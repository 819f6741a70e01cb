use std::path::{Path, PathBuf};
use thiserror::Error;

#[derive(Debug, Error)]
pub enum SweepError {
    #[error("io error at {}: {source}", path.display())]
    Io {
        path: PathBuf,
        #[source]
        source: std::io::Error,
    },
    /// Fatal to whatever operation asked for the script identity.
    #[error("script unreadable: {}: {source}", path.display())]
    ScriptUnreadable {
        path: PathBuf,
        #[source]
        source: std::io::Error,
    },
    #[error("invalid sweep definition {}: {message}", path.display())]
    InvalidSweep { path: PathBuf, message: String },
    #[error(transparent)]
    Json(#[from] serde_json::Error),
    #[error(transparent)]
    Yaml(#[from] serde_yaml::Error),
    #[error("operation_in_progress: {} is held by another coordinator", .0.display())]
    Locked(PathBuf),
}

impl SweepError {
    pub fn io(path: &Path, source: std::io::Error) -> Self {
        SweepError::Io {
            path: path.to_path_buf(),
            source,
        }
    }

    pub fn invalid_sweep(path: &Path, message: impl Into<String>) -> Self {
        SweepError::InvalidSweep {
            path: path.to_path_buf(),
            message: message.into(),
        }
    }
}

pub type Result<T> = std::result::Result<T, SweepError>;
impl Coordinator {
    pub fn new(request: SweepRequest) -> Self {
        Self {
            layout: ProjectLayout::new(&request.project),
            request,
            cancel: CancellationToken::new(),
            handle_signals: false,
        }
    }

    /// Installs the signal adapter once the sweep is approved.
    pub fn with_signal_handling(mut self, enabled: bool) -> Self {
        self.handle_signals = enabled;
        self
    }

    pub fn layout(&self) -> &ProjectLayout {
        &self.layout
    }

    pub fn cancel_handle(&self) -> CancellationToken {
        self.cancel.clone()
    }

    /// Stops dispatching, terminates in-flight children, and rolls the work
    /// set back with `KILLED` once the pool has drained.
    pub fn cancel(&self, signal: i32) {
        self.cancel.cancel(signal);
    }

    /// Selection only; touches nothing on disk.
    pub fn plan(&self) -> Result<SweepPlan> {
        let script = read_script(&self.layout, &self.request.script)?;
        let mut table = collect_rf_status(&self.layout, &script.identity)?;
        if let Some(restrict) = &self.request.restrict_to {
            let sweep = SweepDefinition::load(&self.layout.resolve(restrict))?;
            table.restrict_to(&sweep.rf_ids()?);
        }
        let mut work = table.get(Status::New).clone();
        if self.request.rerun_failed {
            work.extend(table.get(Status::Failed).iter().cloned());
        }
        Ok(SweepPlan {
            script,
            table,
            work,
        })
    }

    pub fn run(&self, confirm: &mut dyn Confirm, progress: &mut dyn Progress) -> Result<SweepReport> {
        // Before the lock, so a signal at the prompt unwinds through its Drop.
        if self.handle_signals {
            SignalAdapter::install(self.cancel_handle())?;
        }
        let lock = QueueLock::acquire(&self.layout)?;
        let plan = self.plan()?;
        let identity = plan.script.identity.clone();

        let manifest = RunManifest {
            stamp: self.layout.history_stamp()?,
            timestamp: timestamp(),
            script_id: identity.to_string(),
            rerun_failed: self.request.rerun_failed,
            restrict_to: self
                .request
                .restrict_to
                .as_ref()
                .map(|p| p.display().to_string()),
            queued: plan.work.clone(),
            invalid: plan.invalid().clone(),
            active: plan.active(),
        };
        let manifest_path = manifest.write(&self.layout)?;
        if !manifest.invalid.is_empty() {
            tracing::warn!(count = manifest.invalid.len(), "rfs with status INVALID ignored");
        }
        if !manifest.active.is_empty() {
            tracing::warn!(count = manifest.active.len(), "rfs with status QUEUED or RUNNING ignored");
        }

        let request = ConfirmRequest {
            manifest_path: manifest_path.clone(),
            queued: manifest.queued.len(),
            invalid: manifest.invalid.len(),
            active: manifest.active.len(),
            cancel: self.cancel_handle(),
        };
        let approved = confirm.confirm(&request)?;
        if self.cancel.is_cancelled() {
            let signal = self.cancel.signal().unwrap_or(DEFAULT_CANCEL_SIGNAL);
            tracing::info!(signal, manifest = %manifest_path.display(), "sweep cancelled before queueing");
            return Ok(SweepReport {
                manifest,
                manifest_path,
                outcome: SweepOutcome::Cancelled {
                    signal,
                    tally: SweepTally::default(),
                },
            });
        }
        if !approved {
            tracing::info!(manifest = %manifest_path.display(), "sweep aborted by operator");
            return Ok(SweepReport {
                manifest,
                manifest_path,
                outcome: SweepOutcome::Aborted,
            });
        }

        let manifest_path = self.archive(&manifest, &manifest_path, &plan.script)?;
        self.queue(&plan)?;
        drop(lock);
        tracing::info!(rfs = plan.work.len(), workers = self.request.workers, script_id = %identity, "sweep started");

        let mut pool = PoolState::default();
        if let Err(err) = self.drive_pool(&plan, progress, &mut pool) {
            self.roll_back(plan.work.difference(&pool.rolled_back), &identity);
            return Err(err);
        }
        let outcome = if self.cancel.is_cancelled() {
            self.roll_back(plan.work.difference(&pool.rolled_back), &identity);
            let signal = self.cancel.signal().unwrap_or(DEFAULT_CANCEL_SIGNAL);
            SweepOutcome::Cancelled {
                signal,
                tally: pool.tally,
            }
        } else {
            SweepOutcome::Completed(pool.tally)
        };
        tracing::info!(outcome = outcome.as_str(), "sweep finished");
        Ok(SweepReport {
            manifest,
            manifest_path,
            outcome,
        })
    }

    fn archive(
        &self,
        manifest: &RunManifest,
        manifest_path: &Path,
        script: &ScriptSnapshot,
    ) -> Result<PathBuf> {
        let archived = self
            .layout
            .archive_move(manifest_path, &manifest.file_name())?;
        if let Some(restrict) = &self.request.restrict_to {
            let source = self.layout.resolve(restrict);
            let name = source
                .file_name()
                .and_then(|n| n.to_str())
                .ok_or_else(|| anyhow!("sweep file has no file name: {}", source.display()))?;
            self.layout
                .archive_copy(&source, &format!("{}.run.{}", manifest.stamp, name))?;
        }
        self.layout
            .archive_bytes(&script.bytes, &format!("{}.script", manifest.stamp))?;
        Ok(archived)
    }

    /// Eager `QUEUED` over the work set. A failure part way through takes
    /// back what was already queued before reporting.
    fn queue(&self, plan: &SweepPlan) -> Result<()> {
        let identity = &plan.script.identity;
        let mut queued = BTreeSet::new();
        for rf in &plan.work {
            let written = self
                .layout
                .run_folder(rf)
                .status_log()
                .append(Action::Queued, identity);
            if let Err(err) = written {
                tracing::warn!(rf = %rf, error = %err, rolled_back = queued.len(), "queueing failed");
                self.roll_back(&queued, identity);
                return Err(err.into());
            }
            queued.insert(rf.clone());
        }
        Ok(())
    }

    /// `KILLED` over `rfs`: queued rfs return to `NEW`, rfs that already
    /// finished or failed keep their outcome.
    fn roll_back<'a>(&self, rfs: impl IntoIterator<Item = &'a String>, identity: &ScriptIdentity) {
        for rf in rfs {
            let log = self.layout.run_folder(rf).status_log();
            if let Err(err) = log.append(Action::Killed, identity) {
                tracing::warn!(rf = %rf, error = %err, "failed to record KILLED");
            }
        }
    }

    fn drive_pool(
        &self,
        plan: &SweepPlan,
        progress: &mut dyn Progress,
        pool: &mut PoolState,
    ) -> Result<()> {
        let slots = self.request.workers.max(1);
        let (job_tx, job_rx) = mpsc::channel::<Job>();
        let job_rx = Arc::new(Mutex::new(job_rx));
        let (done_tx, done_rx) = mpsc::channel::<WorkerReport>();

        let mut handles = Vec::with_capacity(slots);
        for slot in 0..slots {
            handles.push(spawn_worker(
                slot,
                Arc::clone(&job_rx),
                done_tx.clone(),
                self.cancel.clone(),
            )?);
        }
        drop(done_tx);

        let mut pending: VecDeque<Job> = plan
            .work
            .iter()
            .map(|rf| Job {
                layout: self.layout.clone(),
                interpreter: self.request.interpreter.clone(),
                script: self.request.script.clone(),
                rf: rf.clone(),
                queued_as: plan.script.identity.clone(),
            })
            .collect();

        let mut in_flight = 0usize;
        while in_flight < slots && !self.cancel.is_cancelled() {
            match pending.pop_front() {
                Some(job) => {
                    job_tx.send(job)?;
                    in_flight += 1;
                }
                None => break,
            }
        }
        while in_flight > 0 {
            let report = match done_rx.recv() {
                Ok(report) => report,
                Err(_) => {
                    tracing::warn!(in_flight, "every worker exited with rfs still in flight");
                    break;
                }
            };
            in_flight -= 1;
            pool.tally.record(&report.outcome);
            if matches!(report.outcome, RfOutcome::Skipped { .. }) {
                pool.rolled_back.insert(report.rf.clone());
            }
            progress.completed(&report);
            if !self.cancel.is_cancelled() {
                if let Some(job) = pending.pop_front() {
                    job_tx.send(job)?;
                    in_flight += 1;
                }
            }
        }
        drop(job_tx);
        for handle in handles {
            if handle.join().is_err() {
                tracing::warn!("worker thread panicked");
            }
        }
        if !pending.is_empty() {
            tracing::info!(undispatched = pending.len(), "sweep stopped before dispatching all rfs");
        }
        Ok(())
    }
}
━━━━━━
**ABOUT THIS EXERCISE:** Copy exactly the lines above, starting at the opening line and finishing at the line in which "pub fn new(request: SweepRequest)" occurs.

**RESULT:**
repository 819f6741a70e01cb
use std::path::{Path, PathBuf};
use thiserror::Error;

#[derive(Debug, Error)]
pub enum SweepError {
    #[error("io error at {}: {source}", path.display())]
    Io {
        path: PathBuf,
        #[source]
        source: std::io::Error,
    },
    /// Fatal to whatever operation asked for the script identity.
    #[error("script unreadable: {}: {source}", path.display())]
    ScriptUnreadable {
        path: PathBuf,
        #[source]
        source: std::io::Error,
    },
    #[error("invalid sweep definition {}: {message}", path.display())]
    InvalidSweep { path: PathBuf, message: String },
    #[error(transparent)]
    Json(#[from] serde_json::Error),
    #[error(transparent)]
    Yaml(#[from] serde_yaml::Error),
    #[error("operation_in_progress: {} is held by another coordinator", .0.display())]
    Locked(PathBuf),
}

impl SweepError {
    pub fn io(path: &Path, source: std::io::Error) -> Self {
        SweepError::Io {
            path: path.to_path_buf(),
            source,
        }
    }

    pub fn invalid_sweep(path: &Path, message: impl Into<String>) -> Self {
        SweepError::InvalidSweep {
            path: path.to_path_buf(),
            message: message.into(),
        }
    }
}

pub type Result<T> = std::result::Result<T, SweepError>;
impl Coordinator {
    pub fn new(request: SweepRequest) -> Self {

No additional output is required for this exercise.